#### To do
Please state the number of lines in the entries below where the word "count" appears. Include nothing else.

#### Information given
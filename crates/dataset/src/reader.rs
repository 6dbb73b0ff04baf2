//! Record shard reading and batching
//!
//! Shard files use the standard record framing: a u64 LE payload length, a
//! 4-byte length checksum, the payload, and a 4-byte payload checksum.
//! Checksums are skipped rather than verified; shards are local files
//! produced by the preparation tooling. Every payload must match the byte
//! footprint of the configured feature shape exactly.

use ndarray::Array4;
use std::collections::VecDeque;
use std::fs::File;
use std::io::{BufReader, BufWriter, Read, Write};
use std::path::{Path, PathBuf};
use training_core::{Error, PixelBatch, PixelSample, Result, SAMPLE_CHANNELS};

/// Upper bound on a single record payload; anything larger is corruption
const MAX_RECORD_LEN: u64 = 1 << 30;

/// Read-ahead buffer bounds in bytes
const MIN_READ_AHEAD: usize = 64 * 1024;
const MAX_READ_AHEAD: usize = 8 * 1024 * 1024;

/// Fixed per-sample feature shape of a shard set
#[derive(Debug, Clone, Copy, PartialEq, Eq)]
pub struct FeatureShape {
    /// Color channels per sample
    pub channels: usize,

    /// Image side length in pixels
    pub side: usize,
}

impl FeatureShape {
    /// Shape for a resolution level: `[3, 2^lod, 2^lod]`
    pub fn for_lod(lod: usize) -> Self {
        Self {
            channels: SAMPLE_CHANNELS,
            side: 1 << lod,
        }
    }

    /// Byte footprint of one u8 sample
    pub fn bytes_per_sample(&self) -> usize {
        self.channels * self.side * self.side
    }
}

/// Builds batched iterators over record shard files.
///
/// This is the seam to the record-reading machinery: the dataset hands over
/// the shard list, the feature shape, the batch size, and a buffering budget
/// in samples, and consumes whatever the iterator yields.
pub trait BatchIteratorFactory {
    /// Iterator type produced by this factory
    type Iter: Iterator<Item = Result<PixelBatch>>;

    /// Open a fresh iterator over the given shard files
    fn open(
        &self,
        files: &[PathBuf],
        shape: FeatureShape,
        batch_size: usize,
        buffer_samples: usize,
    ) -> Result<Self::Iter>;
}

/// Default factory reading record shards from the local filesystem
#[derive(Debug, Clone, Copy, Default)]
pub struct RecordFileReader;

impl BatchIteratorFactory for RecordFileReader {
    type Iter = RecordBatchIterator;

    fn open(
        &self,
        files: &[PathBuf],
        shape: FeatureShape,
        batch_size: usize,
        buffer_samples: usize,
    ) -> Result<Self::Iter> {
        Ok(RecordBatchIterator::new(
            files.to_vec(),
            shape,
            batch_size,
            buffer_samples,
        ))
    }
}

/// Blocking pull-based iterator yielding `[n, channels, side, side]` batches.
///
/// Files are consumed in list order. A final batch shorter than the batch
/// size is yielded rather than dropped.
pub struct RecordBatchIterator {
    files: VecDeque<PathBuf>,
    current: Option<(PathBuf, BufReader<File>)>,
    shape: FeatureShape,
    batch_size: usize,
    read_ahead: usize,
}

impl RecordBatchIterator {
    fn new(
        files: Vec<PathBuf>,
        shape: FeatureShape,
        batch_size: usize,
        buffer_samples: usize,
    ) -> Self {
        let read_ahead = buffer_samples
            .saturating_mul(shape.bytes_per_sample())
            .clamp(MIN_READ_AHEAD, MAX_READ_AHEAD);

        Self {
            files: files.into(),
            current: None,
            shape,
            batch_size,
            read_ahead,
        }
    }

    /// Pull the next sample payload, advancing across files at EOF
    fn next_sample(&mut self) -> Result<Option<Vec<u8>>> {
        loop {
            if let Some((path, reader)) = self.current.as_mut() {
                match read_record(reader, path)? {
                    Some(payload) => {
                        let expected = self.shape.bytes_per_sample();
                        if payload.len() != expected {
                            return Err(Error::MalformedRecord {
                                path: path.display().to_string(),
                                reason: format!(
                                    "payload is {} bytes, feature shape needs {}",
                                    payload.len(),
                                    expected
                                ),
                            });
                        }
                        return Ok(Some(payload));
                    }
                    None => self.current = None,
                }
            } else {
                match self.files.pop_front() {
                    Some(path) => {
                        let file = File::open(&path)?;
                        let reader = BufReader::with_capacity(self.read_ahead, file);
                        self.current = Some((path, reader));
                    }
                    None => return Ok(None),
                }
            }
        }
    }

    fn build_batch(&self, samples: Vec<Vec<u8>>) -> Result<PixelBatch> {
        let count = samples.len();
        let mut flat = Vec::with_capacity(count * self.shape.bytes_per_sample());
        for sample in samples {
            flat.extend_from_slice(&sample);
        }

        Array4::from_shape_vec(
            (count, self.shape.channels, self.shape.side, self.shape.side),
            flat,
        )
        .map_err(|e| Error::InvalidBatch {
            message: e.to_string(),
        })
    }
}

impl Iterator for RecordBatchIterator {
    type Item = Result<PixelBatch>;

    fn next(&mut self) -> Option<Self::Item> {
        let mut samples = Vec::with_capacity(self.batch_size);
        while samples.len() < self.batch_size {
            match self.next_sample() {
                Ok(Some(sample)) => samples.push(sample),
                Ok(None) => break,
                Err(e) => return Some(Err(e)),
            }
        }

        if samples.is_empty() {
            return None;
        }
        Some(self.build_batch(samples))
    }
}

/// Read one framed record; `None` on clean end-of-file
fn read_record(reader: &mut impl Read, path: &Path) -> Result<Option<Vec<u8>>> {
    let mut len_buf = [0u8; 8];
    if !read_or_eof(reader, &mut len_buf, path)? {
        return Ok(None);
    }
    let len = u64::from_le_bytes(len_buf);
    if len > MAX_RECORD_LEN {
        return Err(Error::MalformedRecord {
            path: path.display().to_string(),
            reason: format!("record length {} exceeds limit", len),
        });
    }

    let mut checksum = [0u8; 4];
    read_fully(reader, &mut checksum, path)?;

    let mut payload = vec![0u8; len as usize];
    read_fully(reader, &mut payload, path)?;
    read_fully(reader, &mut checksum, path)?;

    Ok(Some(payload))
}

/// Fill `buf`, returning false only on EOF at a record boundary
fn read_or_eof(reader: &mut impl Read, buf: &mut [u8], path: &Path) -> Result<bool> {
    let mut filled = 0;
    while filled < buf.len() {
        let n = reader.read(&mut buf[filled..])?;
        if n == 0 {
            if filled == 0 {
                return Ok(false);
            }
            return Err(truncated(path));
        }
        filled += n;
    }
    Ok(true)
}

fn read_fully(reader: &mut impl Read, buf: &mut [u8], path: &Path) -> Result<()> {
    reader.read_exact(buf).map_err(|e| {
        if e.kind() == std::io::ErrorKind::UnexpectedEof {
            truncated(path)
        } else {
            e.into()
        }
    })
}

fn truncated(path: &Path) -> Error {
    Error::MalformedRecord {
        path: path.display().to_string(),
        reason: "truncated record".to_string(),
    }
}

/// Write samples to a record shard file, one framed record per sample.
///
/// Checksum fields are written as zeros to keep the framing intact; the
/// default reader never inspects them. Intended for dataset preparation
/// tooling and tests.
pub fn write_record_file<P: AsRef<Path>>(path: P, samples: &[PixelSample]) -> Result<()> {
    let path = path.as_ref();
    if let Some(parent) = path.parent() {
        std::fs::create_dir_all(parent)?;
    }

    let mut writer = BufWriter::new(File::create(path)?);
    for sample in samples {
        let contiguous = sample.as_standard_layout();
        let bytes = contiguous.as_slice().ok_or_else(|| Error::InvalidBatch {
            message: "sample storage is not contiguous".to_string(),
        })?;

        writer.write_all(&(bytes.len() as u64).to_le_bytes())?;
        writer.write_all(&[0u8; 4])?;
        writer.write_all(bytes)?;
        writer.write_all(&[0u8; 4])?;
    }
    writer.flush()?;
    Ok(())
}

#### Task answer
3